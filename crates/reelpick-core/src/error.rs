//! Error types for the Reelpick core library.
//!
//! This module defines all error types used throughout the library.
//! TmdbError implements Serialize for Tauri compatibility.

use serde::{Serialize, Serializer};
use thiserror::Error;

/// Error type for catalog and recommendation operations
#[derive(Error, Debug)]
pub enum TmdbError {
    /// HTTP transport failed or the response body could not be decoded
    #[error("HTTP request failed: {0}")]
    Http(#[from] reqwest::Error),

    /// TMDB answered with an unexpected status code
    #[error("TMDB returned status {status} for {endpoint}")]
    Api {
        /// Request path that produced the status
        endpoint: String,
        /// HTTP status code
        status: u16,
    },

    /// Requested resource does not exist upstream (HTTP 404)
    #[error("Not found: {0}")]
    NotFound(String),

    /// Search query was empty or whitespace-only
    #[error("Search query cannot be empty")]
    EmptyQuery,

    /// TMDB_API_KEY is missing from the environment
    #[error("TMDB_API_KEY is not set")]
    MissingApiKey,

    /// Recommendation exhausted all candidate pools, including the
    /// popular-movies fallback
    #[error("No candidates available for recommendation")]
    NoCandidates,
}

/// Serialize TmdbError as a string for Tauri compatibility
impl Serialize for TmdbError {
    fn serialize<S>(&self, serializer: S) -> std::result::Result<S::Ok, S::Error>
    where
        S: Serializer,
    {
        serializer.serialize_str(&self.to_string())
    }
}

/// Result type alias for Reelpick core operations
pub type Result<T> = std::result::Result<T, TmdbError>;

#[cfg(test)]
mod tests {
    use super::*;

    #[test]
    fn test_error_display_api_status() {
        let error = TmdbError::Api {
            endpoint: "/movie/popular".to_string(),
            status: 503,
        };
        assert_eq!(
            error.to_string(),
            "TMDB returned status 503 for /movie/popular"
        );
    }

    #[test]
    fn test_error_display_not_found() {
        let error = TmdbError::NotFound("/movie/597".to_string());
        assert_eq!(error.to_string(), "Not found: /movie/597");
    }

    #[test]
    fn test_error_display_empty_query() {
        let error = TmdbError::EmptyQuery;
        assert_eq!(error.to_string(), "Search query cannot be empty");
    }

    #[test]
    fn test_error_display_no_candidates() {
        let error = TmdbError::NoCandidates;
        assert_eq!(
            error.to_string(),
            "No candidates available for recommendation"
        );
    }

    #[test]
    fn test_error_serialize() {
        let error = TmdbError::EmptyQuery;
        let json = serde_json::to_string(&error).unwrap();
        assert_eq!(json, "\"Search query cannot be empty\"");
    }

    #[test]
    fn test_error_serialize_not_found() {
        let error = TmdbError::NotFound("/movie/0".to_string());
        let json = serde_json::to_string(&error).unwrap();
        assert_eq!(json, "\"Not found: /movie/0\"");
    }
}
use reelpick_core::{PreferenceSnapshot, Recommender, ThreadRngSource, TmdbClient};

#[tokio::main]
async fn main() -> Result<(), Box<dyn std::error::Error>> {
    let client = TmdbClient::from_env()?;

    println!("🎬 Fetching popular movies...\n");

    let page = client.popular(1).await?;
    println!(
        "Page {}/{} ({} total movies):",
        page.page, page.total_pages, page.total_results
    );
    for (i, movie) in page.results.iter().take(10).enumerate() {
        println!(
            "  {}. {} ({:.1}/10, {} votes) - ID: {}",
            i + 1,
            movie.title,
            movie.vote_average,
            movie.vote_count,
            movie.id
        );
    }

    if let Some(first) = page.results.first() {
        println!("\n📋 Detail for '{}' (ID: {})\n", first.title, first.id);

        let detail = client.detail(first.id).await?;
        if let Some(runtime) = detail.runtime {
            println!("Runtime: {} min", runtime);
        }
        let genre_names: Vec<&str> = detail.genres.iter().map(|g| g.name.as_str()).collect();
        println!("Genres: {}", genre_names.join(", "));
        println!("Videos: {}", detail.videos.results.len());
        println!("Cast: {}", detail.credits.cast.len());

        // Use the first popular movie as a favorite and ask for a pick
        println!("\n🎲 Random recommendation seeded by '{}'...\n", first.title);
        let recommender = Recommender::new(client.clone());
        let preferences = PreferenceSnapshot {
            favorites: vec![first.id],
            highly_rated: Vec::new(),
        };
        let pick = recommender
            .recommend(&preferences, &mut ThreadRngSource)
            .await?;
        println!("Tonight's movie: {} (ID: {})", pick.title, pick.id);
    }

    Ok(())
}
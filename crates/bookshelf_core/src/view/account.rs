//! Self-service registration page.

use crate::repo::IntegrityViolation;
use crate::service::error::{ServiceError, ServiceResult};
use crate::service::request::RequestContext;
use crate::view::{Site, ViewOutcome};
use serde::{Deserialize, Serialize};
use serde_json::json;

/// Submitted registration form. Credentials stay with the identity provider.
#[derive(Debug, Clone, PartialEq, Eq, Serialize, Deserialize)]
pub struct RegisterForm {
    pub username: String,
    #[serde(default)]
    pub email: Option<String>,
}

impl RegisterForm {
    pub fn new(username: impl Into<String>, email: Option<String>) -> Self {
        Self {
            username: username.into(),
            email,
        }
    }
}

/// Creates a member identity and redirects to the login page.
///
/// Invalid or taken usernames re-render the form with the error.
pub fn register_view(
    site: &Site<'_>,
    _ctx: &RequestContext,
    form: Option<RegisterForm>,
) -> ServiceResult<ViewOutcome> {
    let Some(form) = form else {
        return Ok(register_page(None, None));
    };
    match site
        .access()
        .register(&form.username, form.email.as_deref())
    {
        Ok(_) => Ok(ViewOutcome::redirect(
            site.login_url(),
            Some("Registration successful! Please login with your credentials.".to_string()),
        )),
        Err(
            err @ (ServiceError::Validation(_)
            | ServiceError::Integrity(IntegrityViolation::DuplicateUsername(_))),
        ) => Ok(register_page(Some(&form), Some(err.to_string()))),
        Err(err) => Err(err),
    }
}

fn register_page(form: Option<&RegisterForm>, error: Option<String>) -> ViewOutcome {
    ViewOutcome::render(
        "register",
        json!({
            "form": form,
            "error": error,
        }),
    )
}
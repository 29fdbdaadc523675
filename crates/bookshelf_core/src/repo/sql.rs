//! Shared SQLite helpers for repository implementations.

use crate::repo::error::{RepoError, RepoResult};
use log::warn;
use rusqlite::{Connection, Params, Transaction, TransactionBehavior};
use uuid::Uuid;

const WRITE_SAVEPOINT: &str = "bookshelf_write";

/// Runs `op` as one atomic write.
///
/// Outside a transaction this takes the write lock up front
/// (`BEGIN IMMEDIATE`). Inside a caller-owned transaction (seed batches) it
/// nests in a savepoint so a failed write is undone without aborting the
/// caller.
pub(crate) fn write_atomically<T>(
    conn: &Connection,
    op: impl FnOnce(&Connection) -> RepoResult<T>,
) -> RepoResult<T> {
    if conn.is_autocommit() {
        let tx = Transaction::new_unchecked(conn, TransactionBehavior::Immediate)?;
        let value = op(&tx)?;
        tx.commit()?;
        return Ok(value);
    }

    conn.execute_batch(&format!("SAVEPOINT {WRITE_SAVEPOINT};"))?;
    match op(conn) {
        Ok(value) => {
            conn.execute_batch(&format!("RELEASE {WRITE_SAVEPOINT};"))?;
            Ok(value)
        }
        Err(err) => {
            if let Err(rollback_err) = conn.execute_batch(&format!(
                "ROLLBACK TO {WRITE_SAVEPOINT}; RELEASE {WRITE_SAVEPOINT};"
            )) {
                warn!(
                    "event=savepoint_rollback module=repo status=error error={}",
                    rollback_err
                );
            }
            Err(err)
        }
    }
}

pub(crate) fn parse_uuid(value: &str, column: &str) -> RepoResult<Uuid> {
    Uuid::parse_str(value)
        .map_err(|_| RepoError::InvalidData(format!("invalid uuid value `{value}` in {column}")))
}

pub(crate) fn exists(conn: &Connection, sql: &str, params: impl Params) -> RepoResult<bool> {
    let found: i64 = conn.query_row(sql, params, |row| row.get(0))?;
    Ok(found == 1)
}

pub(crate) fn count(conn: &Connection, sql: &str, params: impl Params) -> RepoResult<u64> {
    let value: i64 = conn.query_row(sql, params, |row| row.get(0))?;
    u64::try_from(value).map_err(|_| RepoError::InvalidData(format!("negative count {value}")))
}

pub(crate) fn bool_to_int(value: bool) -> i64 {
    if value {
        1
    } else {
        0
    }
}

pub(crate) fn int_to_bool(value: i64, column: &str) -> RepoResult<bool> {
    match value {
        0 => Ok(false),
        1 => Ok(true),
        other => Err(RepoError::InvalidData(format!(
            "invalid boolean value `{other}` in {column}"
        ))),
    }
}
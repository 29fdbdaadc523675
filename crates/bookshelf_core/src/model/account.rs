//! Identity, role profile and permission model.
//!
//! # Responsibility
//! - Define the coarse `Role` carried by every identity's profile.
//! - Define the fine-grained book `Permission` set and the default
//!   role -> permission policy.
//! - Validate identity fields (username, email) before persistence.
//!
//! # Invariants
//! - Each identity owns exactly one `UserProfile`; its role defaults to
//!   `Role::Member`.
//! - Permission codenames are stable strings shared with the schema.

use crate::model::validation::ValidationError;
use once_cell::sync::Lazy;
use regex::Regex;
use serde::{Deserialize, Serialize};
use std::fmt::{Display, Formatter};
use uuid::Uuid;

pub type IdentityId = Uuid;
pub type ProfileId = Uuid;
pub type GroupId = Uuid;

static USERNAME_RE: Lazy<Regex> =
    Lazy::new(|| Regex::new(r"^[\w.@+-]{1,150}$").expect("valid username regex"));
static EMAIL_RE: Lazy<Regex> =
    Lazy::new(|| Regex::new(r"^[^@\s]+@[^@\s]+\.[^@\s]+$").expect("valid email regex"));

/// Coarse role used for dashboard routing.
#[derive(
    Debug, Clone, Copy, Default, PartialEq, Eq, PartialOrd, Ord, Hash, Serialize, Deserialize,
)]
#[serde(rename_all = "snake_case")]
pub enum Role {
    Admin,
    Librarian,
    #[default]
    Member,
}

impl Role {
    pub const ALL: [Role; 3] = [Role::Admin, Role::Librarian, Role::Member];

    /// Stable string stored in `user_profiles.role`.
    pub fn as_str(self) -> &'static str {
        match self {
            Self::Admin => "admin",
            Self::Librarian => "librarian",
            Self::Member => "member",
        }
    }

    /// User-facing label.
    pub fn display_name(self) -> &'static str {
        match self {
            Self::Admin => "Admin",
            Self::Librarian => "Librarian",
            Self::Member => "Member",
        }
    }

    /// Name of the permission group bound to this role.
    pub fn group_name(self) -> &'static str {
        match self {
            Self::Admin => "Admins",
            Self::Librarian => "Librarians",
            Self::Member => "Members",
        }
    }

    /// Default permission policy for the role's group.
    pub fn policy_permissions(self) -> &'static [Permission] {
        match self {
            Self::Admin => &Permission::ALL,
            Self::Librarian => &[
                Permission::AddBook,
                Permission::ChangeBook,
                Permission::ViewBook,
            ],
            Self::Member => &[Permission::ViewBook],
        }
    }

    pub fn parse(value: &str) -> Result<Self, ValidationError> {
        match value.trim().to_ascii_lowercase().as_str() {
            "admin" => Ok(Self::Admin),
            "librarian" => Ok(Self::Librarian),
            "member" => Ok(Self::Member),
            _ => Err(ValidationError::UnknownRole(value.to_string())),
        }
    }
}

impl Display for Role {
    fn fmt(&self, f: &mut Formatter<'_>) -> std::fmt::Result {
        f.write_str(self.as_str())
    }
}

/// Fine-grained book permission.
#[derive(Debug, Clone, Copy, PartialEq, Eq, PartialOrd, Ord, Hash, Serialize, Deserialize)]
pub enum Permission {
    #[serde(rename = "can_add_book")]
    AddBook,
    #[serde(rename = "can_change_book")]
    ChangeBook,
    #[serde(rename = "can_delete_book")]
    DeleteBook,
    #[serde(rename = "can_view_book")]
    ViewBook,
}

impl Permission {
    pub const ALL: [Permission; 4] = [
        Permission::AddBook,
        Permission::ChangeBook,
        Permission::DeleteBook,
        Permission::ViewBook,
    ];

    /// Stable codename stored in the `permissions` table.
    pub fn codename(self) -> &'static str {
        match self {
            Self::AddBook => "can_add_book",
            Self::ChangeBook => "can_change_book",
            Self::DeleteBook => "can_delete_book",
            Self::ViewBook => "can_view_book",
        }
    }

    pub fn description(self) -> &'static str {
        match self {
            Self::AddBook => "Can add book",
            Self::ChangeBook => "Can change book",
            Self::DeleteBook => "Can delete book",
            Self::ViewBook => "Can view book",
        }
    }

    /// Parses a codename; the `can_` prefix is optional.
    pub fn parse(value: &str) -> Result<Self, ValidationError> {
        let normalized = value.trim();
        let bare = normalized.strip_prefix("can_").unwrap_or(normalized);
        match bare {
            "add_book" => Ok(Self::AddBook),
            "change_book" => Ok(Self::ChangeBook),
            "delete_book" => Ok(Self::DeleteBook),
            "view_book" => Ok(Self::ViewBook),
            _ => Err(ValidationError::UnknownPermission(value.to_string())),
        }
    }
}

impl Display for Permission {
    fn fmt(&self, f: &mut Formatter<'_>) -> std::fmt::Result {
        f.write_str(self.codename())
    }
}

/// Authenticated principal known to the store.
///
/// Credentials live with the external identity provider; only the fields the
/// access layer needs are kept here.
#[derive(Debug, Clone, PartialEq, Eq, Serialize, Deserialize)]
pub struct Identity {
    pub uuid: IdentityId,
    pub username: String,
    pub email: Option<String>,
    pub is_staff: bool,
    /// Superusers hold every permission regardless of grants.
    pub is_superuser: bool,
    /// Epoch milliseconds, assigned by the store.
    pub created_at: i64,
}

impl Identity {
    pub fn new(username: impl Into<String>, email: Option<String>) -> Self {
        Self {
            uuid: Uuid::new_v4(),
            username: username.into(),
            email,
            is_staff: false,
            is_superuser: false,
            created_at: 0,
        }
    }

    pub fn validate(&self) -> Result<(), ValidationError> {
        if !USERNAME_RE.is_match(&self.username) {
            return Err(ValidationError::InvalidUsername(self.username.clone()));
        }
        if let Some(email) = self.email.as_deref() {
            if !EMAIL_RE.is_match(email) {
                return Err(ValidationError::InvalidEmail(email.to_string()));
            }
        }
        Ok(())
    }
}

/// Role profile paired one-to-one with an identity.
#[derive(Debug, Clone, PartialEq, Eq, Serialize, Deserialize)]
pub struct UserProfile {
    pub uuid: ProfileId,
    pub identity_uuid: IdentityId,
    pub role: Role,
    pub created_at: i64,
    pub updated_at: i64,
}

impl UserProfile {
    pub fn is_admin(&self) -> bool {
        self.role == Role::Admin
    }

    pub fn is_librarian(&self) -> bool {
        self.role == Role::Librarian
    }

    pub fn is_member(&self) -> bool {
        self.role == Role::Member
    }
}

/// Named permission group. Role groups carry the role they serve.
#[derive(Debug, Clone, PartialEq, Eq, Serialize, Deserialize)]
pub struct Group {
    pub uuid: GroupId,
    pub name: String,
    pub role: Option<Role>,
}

= = = =

◆ Goal of the exercise ◆
Everything from the first line of the entries above through the line with "HTTP status code" is to be reproduced exactly, and nothing else.

◆ Output of the exercise ◆
filename crates/reelpick-core/src/error.rs
//! Error types for the Reelpick core library.
//!
//! This module defines all error types used throughout the library.
//! TmdbError implements Serialize for Tauri compatibility.

use serde::{Serialize, Serializer};
use thiserror::Error;

/// Error type for catalog and recommendation operations
#[derive(Error, Debug)]
pub enum TmdbError {
    /// HTTP transport failed or the response body could not be decoded
    #[error("HTTP request failed: {0}")]
    Http(#[from] reqwest::Error),

    /// TMDB answered with an unexpected status code
    #[error("TMDB returned status {status} for {endpoint}")]
    Api {
        /// Request path that produced the status
        endpoint: String,
        /// HTTP status code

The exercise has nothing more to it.